The organisation has committed to net-zero carbon emission goals, “table stakes” in Kennedy’s eyes, but a broader strategy will launch later this year. A new sustainability lead joined Bupa at the start of 2021 but there’s still work to be done in the technology function, Kennedy acknowledges.
“The delivery of IT services is a quite significant contribution to Bupa’s corporate carbon emissions. So I have a clear commitment and ambition to reduce this dramatically. And cloud is a big part of that opportunity. I’m used to seeing significant percentage decreases in carbon emissions as a result of hyperscale cloud, so that’s a big part of our story,” she says. “As part of our technology strategy refresh, we’ll have a broader set of strategies to go after sustainability goals within technology, in support of our global ones.”
Kennedy also suggests that sustainability measures could change as the Bupa operating model shifts, in light of growing telehealth maturity and prolonged government restrictions. She notes that advancing digital capabilities through COVID-19 have already cut down substantially on carbon emissions.
Bupa is partnering with startups
As part of Kennedy’s role in innovation, she’s working collaboratively with startups. Bupa has a stake in a venture capital fund, which is run out of its global strategy group, and the firm has access to accelerator ecosystems directly as well as through partners like Microsoft.

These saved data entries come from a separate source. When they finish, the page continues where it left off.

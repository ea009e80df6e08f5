//! smartctl exit status decoding
//!
//! `smartctl.exit_status` is an 8-bit flag field. Each bit is an independent
//! condition. Bits 0 and 1 mean the reading itself is unusable; bits 2-7
//! report disk health problems and are logged without blocking admission.

use crate::device::Device;
use crate::document::SmartctlMessage;
use tracing::{error, warn};

#[derive(Debug, Clone, Copy, PartialEq, Eq)]
pub enum Severity {
    Error,
    Warning,
}

/// Meaning of one exit status bit
#[derive(Debug)]
pub struct StatusFlag {
    pub bit: u8,
    pub severity: Severity,
    pub description: &'static str,
}

impl StatusFlag {
    /// Error-severity flags make a reading inadmissible
    pub fn blocks_admission(&self) -> bool {
        self.severity == Severity::Error
    }

    fn is_set(&self, code: i64) -> bool {
        code > 0 && (code >> self.bit) & 1 == 1
    }
}

pub static STATUS_FLAGS: [StatusFlag; 8] = [
    StatusFlag {
        bit: 0,
        severity: Severity::Error,
        description: "Command line did not parse",
    },
    StatusFlag {
        bit: 1,
        severity: Severity::Error,
        description: "Device open failed, device did not return an IDENTIFY DEVICE structure, or device is in a low-power mode",
    },
    StatusFlag {
        bit: 2,
        severity: Severity::Warning,
        description: "Some SMART or other ATA command to the disk failed, or there was a checksum error in a SMART data structure",
    },
    StatusFlag {
        bit: 3,
        severity: Severity::Warning,
        description: "SMART status check returned 'DISK FAILING'",
    },
    StatusFlag {
        bit: 4,
        severity: Severity::Warning,
        description: "Prefail attributes <= threshold",
    },
    StatusFlag {
        bit: 5,
        severity: Severity::Warning,
        description: "SMART status check returned 'DISK OK' but some usage or prefail attributes have been <= threshold at some time in the past",
    },
    StatusFlag {
        bit: 6,
        severity: Severity::Warning,
        description: "The device error log contains records of errors",
    },
    StatusFlag {
        bit: 7,
        severity: Severity::Warning,
        description: "The device self-test log contains records of errors",
    },
];

/// Flags set in `code`, lowest bit first. Bits above 7 are ignored.
pub fn flagged(code: i64) -> impl Iterator<Item = &'static StatusFlag> {
    STATUS_FLAGS.iter().filter(move |flag| flag.is_set(code))
}

/// Log every flagged condition and report whether the code allows admission
pub fn status_code_is_ok(device: &Device, code: i64) -> bool {
    let mut ok = true;
    for flag in flagged(code) {
        match flag.severity {
            Severity::Error => {
                error!("{} (device: {})", flag.description, device);
                ok = false;
            }
            Severity::Warning => warn!("{} (device: {})", flag.description, device),
        }
    }
    ok
}

/// A reading carrying an error-severity message is rejected; a missing list is fine
pub fn messages_are_ok(device: &Device, messages: Option<&[SmartctlMessage]>) -> bool {
    let Some(messages) = messages else {
        return true;
    };
    match messages.iter().find(|m| m.is_error()) {
        Some(message) => {
            error!("{} (device: {})", message.text, device);
            false
        }
        None => true,
    }
}

/// Admission check for one reading. Both inputs are always inspected so
/// every condition gets logged.
pub fn decode(device: &Device, code: i64, messages: Option<&[SmartctlMessage]>) -> bool {
    let code_ok = status_code_is_ok(device, code);
    let messages_ok = messages_are_ok(device, messages);
    code_ok && messages_ok
}

#[cfg(test)]
mod tests {
    use super::*;

    fn sda() -> Device {
        Device::new("/dev/sda", "sat")
    }

    fn message(severity: &str, text: &str) -> SmartctlMessage {
        SmartctlMessage {
            severity: severity.to_string(),
            text: text.to_string(),
        }
    }

    #[test]
    fn test_zero_is_admissible() {
        assert!(decode(&sda(), 0, None));
        assert_eq!(flagged(0).count(), 0);
    }

    #[test]
    fn test_bits_0_and_1_reject() {
        for code in 0..=255i64 {
            let expected = code & 0b11 == 0;
            assert_eq!(decode(&sda(), code, None), expected, "code {code:#010b}");
        }
    }

    #[test]
    fn test_warning_bits_only_are_admissible() {
        let no_messages: Vec<SmartctlMessage> = Vec::new();
        for code in (0..=255i64).filter(|c| c & 0b11 == 0) {
            assert!(decode(&sda(), code, Some(no_messages.as_slice())));
        }
        assert!(decode(&sda(), 0b0000_0100, None));
    }

    #[test]
    fn test_flagged_order_and_range() {
        let bits: Vec<u8> = flagged(0b1000_0101).map(|f| f.bit).collect();
        assert_eq!(bits, vec![0, 2, 7]);

        // Only the low byte carries meaning
        assert_eq!(flagged(0x100).count(), 0);
        assert_eq!(flagged(-1).count(), 0);
    }

    #[test]
    fn test_error_message_rejects_regardless_of_code() {
        let msgs = vec![
            message("information", "ok"),
            message("error", "Smartctl open device: /dev/sda failed"),
        ];
        assert!(!decode(&sda(), 0, Some(msgs.as_slice())));
        assert!(!decode(&sda(), 0b0100_0000, Some(msgs.as_slice())));
    }

    #[test]
    fn test_non_error_messages_are_admissible() {
        let msgs = vec![message("warning", "odd"), message("Error", "case matters")];
        assert!(messages_are_ok(&sda(), Some(msgs.as_slice())));
    }

    #[test]
    fn test_error_message_with_malformed_text_rejects() {
        let doc = serde_json::json!({
            "smartctl": {
                "exit_status": 0,
                "messages": [
                    {"severity": "information", "string": "ok"},
                    {"severity": "error", "string": null}
                ]
            }
        });
        let msgs = crate::document::messages(&doc).unwrap();
        assert!(!decode(&sda(), 0, Some(msgs.as_slice())));

        let doc = serde_json::json!({
            "smartctl": {"messages": [{"severity": "error", "string": 12}]}
        });
        let msgs = crate::document::messages(&doc).unwrap();
        assert!(!decode(&sda(), 0, Some(msgs.as_slice())));
    }

    #[test]
    fn test_non_integer_code_still_rejects() {
        let doc = serde_json::json!({"smartctl": {"exit_status": 2.0}});
        assert!(!decode(&sda(), crate::document::exit_status(&doc), None));

        let doc = serde_json::json!({"smartctl": {"exit_status": "1"}});
        assert!(!decode(&sda(), crate::document::exit_status(&doc), None));
    }

    #[test]
    fn test_table_severity() {
        let blocking: Vec<u8> = STATUS_FLAGS
            .iter()
            .filter(|f| f.blocks_admission())
            .map(|f| f.bit)
            .collect();
        assert_eq!(blocking, vec![0, 1]);
    }
}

Kennedy works alongside the clinical innovation team in horizon-scanning to identify market themes and prospective partners, as well as run proofs of concept (POCs) which can be scaled over time.
She says startups can bring a healthy dose of innovation and agility, but admits that scaling in an enterprise environment can be problematic. “It’s about fast delivery and fail fast. Prove out the concept. But this point around scale … I think sometimes where startups fail is less the POC and more in enterprise delivery.”
So where next for Kenendy? For now, it’s yet another virtual meeting but this IT leader, who competes for Great Britain in Masters’ Athletics in her spare time, recognises the race is just getting started. “I want every single technology employee to prioritise their efforts on making Bupa the most customer-centric organisation and delivering world-class technology capabilities in doing that.”